Problem statement
Report the number of lines in these entries that contain "data". Write only the number.

Records provided
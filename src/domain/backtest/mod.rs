//! Backtest requests, results and the orchestrating engine.
//!
//! - `RawRequest`: request fields as received from a route or the CLI
//! - `BacktestRequest`: validated request, built before any data is fetched
//! - `BacktestResult`: one variant per request shape and amount mode
//! - `Backtester`: runs a request against the market data ports

pub mod engine;
pub mod result;
pub mod route;

pub use engine::Backtester;
pub use result::BacktestResult;

use chrono::NaiveDate;
use regex::Regex;
use serde::Serialize;
use std::fmt;
use std::str::FromStr;
use std::sync::LazyLock;

use crate::domain::amount::{self, ParsedAmount};
use crate::domain::error::HindsightError;
use crate::domain::fx;

static TICKER_RE: LazyLock<Regex> =
    LazyLock::new(|| Regex::new(r"^[A-Za-z0-9.^=-]+$").expect("valid ticker pattern"));

#[derive(Debug, Clone, Copy, PartialEq, Eq, Hash, Serialize, Default)]
#[serde(rename_all = "lowercase")]
pub enum AssetType {
    #[default]
    Stock,
    Crypto,
}

impl AssetType {
    pub fn as_str(&self) -> &'static str {
        match self {
            AssetType::Stock => "stock",
            AssetType::Crypto => "crypto",
        }
    }
}

impl fmt::Display for AssetType {
    fn fmt(&self, f: &mut fmt::Formatter<'_>) -> fmt::Result {
        f.write_str(self.as_str())
    }
}

impl FromStr for AssetType {
    type Err = HindsightError;

    fn from_str(s: &str) -> Result<Self, Self::Err> {
        match s {
            "stock" => Ok(AssetType::Stock),
            "crypto" => Ok(AssetType::Crypto),
            other => Err(HindsightError::InvalidType {
                value: other.to_string(),
            }),
        }
    }
}

/// Request fields as strings, before validation.
#[derive(Debug, Clone, Default, PartialEq)]
pub struct RawRequest {
    pub amount: String,
    pub ticker: String,
    pub buy_date: String,
    pub sell_date: Option<String>,
    pub drip: bool,
    /// `stock` when absent.
    pub asset_type: Option<String>,
    /// Set when the request came through a value-mode (`/of/`) route.
    pub value_marker: bool,
}

/// The three request shapes.
#[derive(Debug, Clone, Copy, PartialEq, Eq)]
pub enum Shape {
    BuyOnly,
    BuySell { sell: NaiveDate },
    BuySellDrip { sell: NaiveDate },
}

#[derive(Debug, Clone, PartialEq)]
pub struct BacktestRequest {
    pub amount: ParsedAmount,
    /// ISO code of the amount's currency token, when it carries one.
    pub currency_code: Option<String>,
    pub ticker: String,
    pub buy_date: NaiveDate,
    pub sell_date: Option<NaiveDate>,
    pub drip: bool,
    pub asset_type: AssetType,
}

impl BacktestRequest {
    /// Validate a raw request. Type and amount are checked first, so a bad
    /// request never reaches a data source.
    pub fn from_raw(raw: &RawRequest) -> Result<Self, HindsightError> {
        let asset_type = match raw.asset_type.as_deref() {
            None => AssetType::Stock,
            Some(t) => t.parse()?,
        };

        let amount = amount::parse_with_marker(&raw.amount, raw.value_marker)?;
        let currency_code = amount
            .currency()
            .map(|token| {
                fx::currency_code(token).ok_or_else(|| HindsightError::InvalidAmount {
                    input: raw.amount.clone(),
                    reason: format!("unrecognized currency {:?}", token),
                })
            })
            .transpose()?;

        let ticker = raw.ticker.trim();
        if ticker.is_empty() {
            return Err(HindsightError::InvalidRequest {
                reason: "ticker is required".into(),
            });
        }
        if !TICKER_RE.is_match(ticker) || ticker.contains("..") {
            return Err(HindsightError::InvalidRequest {
                reason: format!("invalid ticker {:?}", ticker),
            });
        }

        let buy_date = parse_date("buy date", &raw.buy_date)?;
        let sell_date = raw
            .sell_date
            .as_deref()
            .map(|s| parse_date("sell date", s))
            .transpose()?;

        if let Some(sell) = sell_date {
            if sell < buy_date {
                return Err(HindsightError::InvalidRequest {
                    reason: format!("sell date {} is before buy date {}", sell, buy_date),
                });
            }
        }
        if raw.drip && sell_date.is_none() {
            return Err(HindsightError::InvalidRequest {
                reason: "dividend reinvestment needs a sell date".into(),
            });
        }

        Ok(Self {
            amount,
            currency_code,
            ticker: ticker.to_string(),
            buy_date,
            sell_date,
            drip: raw.drip,
            asset_type,
        })
    }

    pub fn shape(&self) -> Shape {
        match (self.sell_date, self.drip) {
            (None, _) => Shape::BuyOnly,
            (Some(sell), false) => Shape::BuySell { sell },
            (Some(sell), true) => Shape::BuySellDrip { sell },
        }
    }
}

fn parse_date(field: &str, value: &str) -> Result<NaiveDate, HindsightError> {
    NaiveDate::parse_from_str(value.trim(), "%Y-%m-%d").map_err(|_| {
        HindsightError::InvalidRequest {
            reason: format!("{} {:?} is not a YYYY-MM-DD date", field, value),
        }
    })
}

Expected answer
3